**How to complete this task**
Check each line of the records below and collect those that include the word "DevStage".

Stored data:
------------------------------------------------
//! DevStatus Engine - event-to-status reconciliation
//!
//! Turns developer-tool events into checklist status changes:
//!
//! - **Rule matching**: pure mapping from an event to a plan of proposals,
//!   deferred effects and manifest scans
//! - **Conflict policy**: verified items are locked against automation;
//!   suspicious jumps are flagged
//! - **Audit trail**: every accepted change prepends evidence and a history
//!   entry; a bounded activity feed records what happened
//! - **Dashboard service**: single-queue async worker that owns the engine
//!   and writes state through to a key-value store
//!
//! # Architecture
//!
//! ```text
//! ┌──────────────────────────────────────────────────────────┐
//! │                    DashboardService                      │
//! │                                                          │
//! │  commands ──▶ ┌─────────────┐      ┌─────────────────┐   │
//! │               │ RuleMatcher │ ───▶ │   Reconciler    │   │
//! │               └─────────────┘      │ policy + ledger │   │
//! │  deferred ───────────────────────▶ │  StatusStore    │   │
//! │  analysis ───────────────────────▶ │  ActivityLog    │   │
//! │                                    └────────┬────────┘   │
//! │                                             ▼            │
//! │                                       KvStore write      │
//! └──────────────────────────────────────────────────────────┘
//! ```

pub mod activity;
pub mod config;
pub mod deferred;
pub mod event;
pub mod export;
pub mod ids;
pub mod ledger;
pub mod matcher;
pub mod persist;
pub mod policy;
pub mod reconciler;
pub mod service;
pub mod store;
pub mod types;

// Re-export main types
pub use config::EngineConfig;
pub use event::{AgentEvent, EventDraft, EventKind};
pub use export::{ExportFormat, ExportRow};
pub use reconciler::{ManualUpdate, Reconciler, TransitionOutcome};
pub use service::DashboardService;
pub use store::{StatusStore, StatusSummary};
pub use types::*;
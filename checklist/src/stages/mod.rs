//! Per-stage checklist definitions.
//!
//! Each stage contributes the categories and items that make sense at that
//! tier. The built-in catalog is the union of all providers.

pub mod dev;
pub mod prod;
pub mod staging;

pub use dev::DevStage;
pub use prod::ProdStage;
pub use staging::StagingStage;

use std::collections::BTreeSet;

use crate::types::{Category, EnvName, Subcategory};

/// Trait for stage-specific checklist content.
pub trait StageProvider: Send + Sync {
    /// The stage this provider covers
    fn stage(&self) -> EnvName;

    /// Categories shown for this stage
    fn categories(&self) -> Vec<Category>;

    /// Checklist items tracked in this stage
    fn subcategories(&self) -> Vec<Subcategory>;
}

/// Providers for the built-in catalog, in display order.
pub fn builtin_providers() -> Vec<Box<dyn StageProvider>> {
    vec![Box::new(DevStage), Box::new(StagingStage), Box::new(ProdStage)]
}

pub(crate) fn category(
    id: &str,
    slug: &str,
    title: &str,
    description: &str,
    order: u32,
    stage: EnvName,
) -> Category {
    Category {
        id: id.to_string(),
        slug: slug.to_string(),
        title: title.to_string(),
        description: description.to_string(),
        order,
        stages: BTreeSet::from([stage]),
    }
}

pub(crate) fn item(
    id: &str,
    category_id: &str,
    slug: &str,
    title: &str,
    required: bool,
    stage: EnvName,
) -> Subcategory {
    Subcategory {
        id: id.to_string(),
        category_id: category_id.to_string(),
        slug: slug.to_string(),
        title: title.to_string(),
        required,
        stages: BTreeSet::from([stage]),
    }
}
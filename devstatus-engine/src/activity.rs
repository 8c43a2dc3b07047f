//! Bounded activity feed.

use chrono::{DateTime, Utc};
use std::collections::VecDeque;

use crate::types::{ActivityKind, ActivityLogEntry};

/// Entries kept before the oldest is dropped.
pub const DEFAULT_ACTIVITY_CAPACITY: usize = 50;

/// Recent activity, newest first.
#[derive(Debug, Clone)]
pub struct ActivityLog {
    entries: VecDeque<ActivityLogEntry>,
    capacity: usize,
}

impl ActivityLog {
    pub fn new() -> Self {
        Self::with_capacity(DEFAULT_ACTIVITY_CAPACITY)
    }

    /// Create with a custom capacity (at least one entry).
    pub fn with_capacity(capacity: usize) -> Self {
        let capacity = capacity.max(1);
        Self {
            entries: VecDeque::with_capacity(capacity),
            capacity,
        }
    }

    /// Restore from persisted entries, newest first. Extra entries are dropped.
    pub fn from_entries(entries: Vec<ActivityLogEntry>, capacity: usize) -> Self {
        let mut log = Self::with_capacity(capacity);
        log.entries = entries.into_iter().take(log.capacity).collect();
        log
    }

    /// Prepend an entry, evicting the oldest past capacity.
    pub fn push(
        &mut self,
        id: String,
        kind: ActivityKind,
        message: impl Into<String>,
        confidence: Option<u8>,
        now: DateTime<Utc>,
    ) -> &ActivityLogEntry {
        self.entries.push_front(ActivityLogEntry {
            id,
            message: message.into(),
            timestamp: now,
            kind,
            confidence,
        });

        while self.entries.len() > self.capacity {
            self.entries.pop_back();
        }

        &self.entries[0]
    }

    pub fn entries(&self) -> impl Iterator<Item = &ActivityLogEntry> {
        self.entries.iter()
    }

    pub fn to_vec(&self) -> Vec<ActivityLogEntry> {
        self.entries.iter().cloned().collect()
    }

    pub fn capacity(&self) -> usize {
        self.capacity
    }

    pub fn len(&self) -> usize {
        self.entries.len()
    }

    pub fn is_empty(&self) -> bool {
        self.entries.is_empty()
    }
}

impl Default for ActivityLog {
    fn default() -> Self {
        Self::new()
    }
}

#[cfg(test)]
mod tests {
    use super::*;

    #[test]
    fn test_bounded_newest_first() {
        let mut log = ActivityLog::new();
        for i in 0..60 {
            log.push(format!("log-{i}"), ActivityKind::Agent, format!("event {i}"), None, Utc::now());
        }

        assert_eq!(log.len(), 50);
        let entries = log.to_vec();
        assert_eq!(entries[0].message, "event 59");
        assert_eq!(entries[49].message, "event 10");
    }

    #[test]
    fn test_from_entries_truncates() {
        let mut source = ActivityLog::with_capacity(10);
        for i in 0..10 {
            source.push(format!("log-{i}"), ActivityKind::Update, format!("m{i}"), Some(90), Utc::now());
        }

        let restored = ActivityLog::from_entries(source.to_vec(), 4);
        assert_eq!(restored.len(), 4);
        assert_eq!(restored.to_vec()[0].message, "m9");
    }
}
------------------------------------------------
**Exercise solution**
pub use dev::DevStage;
    vec![Box::new(DevStage), Box::new(StagingStage), Box::new(ProdStage)]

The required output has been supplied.